| Your task |
Restate the whole listing word for word, missing no line.

| Extracted information |

*****

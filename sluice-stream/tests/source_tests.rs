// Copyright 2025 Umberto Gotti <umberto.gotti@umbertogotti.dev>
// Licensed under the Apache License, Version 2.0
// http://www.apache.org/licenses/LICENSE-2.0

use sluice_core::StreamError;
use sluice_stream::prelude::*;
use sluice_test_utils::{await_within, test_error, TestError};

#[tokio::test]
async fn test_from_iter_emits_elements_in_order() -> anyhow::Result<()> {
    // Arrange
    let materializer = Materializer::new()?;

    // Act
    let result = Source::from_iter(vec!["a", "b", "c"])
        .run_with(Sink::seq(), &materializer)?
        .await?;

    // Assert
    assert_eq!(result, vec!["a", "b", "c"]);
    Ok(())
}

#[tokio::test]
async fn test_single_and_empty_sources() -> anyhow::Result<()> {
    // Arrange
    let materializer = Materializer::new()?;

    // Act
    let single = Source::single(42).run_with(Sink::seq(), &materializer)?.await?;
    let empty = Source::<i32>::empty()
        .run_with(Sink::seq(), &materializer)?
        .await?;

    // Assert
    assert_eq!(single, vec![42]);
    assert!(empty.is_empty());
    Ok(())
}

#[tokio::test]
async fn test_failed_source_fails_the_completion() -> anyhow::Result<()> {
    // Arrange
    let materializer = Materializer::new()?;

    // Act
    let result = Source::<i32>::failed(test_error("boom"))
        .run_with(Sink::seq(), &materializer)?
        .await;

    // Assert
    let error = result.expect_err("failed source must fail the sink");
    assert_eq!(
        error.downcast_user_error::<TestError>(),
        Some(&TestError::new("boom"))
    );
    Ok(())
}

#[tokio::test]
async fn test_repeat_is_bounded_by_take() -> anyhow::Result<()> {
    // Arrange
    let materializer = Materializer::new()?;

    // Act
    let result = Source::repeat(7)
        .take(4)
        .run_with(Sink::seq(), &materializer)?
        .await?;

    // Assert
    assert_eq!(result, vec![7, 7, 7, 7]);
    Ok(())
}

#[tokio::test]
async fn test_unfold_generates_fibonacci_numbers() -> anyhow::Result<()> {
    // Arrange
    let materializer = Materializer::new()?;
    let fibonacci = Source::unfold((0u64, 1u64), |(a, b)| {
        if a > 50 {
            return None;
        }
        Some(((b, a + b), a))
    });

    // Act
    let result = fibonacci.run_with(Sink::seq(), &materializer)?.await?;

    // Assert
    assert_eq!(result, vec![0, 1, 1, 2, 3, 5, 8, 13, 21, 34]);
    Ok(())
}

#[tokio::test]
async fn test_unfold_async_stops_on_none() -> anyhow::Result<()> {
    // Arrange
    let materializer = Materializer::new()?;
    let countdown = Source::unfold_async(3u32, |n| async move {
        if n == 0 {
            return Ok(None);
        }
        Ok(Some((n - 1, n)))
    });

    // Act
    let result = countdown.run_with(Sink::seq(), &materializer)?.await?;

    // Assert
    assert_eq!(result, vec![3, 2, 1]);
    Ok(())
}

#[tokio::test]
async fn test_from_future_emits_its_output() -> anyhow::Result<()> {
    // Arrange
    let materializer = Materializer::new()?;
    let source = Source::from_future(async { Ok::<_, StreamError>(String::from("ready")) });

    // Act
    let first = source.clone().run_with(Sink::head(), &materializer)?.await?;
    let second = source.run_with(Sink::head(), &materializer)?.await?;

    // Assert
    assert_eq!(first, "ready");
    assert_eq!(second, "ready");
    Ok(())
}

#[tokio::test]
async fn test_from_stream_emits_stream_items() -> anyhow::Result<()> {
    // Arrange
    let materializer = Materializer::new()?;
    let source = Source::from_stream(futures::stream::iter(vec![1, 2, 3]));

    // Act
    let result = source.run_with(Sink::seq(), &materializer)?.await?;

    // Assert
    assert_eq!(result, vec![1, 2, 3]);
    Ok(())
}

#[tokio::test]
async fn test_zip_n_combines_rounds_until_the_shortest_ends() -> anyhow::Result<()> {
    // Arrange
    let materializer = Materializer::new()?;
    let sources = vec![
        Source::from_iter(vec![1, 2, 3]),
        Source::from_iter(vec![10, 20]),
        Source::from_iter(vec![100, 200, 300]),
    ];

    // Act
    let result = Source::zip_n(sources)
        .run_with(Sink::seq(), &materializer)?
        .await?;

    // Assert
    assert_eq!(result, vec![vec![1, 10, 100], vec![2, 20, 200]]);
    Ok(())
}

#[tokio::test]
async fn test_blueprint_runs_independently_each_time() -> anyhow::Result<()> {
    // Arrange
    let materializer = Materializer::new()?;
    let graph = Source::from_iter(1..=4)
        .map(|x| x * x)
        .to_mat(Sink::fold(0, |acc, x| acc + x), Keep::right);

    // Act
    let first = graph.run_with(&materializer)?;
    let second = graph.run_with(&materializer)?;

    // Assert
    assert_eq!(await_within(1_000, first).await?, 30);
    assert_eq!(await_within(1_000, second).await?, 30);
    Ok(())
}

*****

| Answer to the problem |
filename sluice-stream/tests/source_tests.rs
// Copyright 2025 Umberto Gotti <umberto.gotti@umbertogotti.dev>
// Licensed under the Apache License, Version 2.0
// http://www.apache.org/licenses/LICENSE-2.0

use sluice_core::StreamError;
use sluice_stream::prelude::*;
use sluice_test_utils::{await_within, test_error, TestError};

#[tokio::test]
async fn test_from_iter_emits_elements_in_order() -> anyhow::Result<()> {
    // Arrange
    let materializer = Materializer::new()?;

    // Act
    let result = Source::from_iter(vec!["a", "b", "c"])
        .run_with(Sink::seq(), &materializer)?
        .await?;

    // Assert
    assert_eq!(result, vec!["a", "b", "c"]);
    Ok(())
}

#[tokio::test]
async fn test_single_and_empty_sources() -> anyhow::Result<()> {
    // Arrange
    let materializer = Materializer::new()?;

    // Act
    let single = Source::single(42).run_with(Sink::seq(), &materializer)?.await?;
    let empty = Source::<i32>::empty()
        .run_with(Sink::seq(), &materializer)?
        .await?;

    // Assert
    assert_eq!(single, vec![42]);
    assert!(empty.is_empty());
    Ok(())
}

#[tokio::test]
async fn test_failed_source_fails_the_completion() -> anyhow::Result<()> {
    // Arrange
    let materializer = Materializer::new()?;

    // Act
    let result = Source::<i32>::failed(test_error("boom"))
        .run_with(Sink::seq(), &materializer)?
        .await;

    // Assert
    let error = result.expect_err("failed source must fail the sink");
    assert_eq!(
        error.downcast_user_error::<TestError>(),
        Some(&TestError::new("boom"))
    );
    Ok(())
}

#[tokio::test]
async fn test_repeat_is_bounded_by_take() -> anyhow::Result<()> {
    // Arrange
    let materializer = Materializer::new()?;

    // Act
    let result = Source::repeat(7)
        .take(4)
        .run_with(Sink::seq(), &materializer)?
        .await?;

    // Assert
    assert_eq!(result, vec![7, 7, 7, 7]);
    Ok(())
}

#[tokio::test]
async fn test_unfold_generates_fibonacci_numbers() -> anyhow::Result<()> {
    // Arrange
    let materializer = Materializer::new()?;
    let fibonacci = Source::unfold((0u64, 1u64), |(a, b)| {
        if a > 50 {
            return None;
        }
        Some(((b, a + b), a))
    });

    // Act
    let result = fibonacci.run_with(Sink::seq(), &materializer)?.await?;

    // Assert
    assert_eq!(result, vec![0, 1, 1, 2, 3, 5, 8, 13, 21, 34]);
    Ok(())
}

#[tokio::test]
async fn test_unfold_async_stops_on_none() -> anyhow::Result<()> {
    // Arrange
    let materializer = Materializer::new()?;
    let countdown = Source::unfold_async(3u32, |n| async move {
        if n == 0 {
            return Ok(None);
        }
        Ok(Some((n - 1, n)))
    });

    // Act
    let result = countdown.run_with(Sink::seq(), &materializer)?.await?;

    // Assert
    assert_eq!(result, vec![3, 2, 1]);
    Ok(())
}

#[tokio::test]
async fn test_from_future_emits_its_output() -> anyhow::Result<()> {
    // Arrange
    let materializer = Materializer::new()?;
    let source = Source::from_future(async { Ok::<_, StreamError>(String::from("ready")) });

    // Act
    let first = source.clone().run_with(Sink::head(), &materializer)?.await?;
    let second = source.run_with(Sink::head(), &materializer)?.await?;

    // Assert
    assert_eq!(first, "ready");
    assert_eq!(second, "ready");
    Ok(())
}

#[tokio::test]
async fn test_from_stream_emits_stream_items() -> anyhow::Result<()> {
    // Arrange
    let materializer = Materializer::new()?;
    let source = Source::from_stream(futures::stream::iter(vec![1, 2, 3]));

    // Act
    let result = source.run_with(Sink::seq(), &materializer)?.await?;

    // Assert
    assert_eq!(result, vec![1, 2, 3]);
    Ok(())
}

#[tokio::test]
async fn test_zip_n_combines_rounds_until_the_shortest_ends() -> anyhow::Result<()> {
    // Arrange
    let materializer = Materializer::new()?;
    let sources = vec![
        Source::from_iter(vec![1, 2, 3]),
        Source::from_iter(vec![10, 20]),
        Source::from_iter(vec![100, 200, 300]),
    ];

    // Act
    let result = Source::zip_n(sources)
        .run_with(Sink::seq(), &materializer)?
        .await?;

    // Assert
    assert_eq!(result, vec![vec![1, 10, 100], vec![2, 20, 200]]);
    Ok(())
}

#[tokio::test]
async fn test_blueprint_runs_independently_each_time() -> anyhow::Result<()> {
    // Arrange
    let materializer = Materializer::new()?;
    let graph = Source::from_iter(1..=4)
        .map(|x| x * x)
        .to_mat(Sink::fold(0, |acc, x| acc + x), Keep::right);

    // Act
    let first = graph.run_with(&materializer)?;
    let second = graph.run_with(&materializer)?;

    // Assert
    assert_eq!(await_within(1_000, first).await?, 30);
    assert_eq!(await_within(1_000, second).await?, 30);
    Ok(())
}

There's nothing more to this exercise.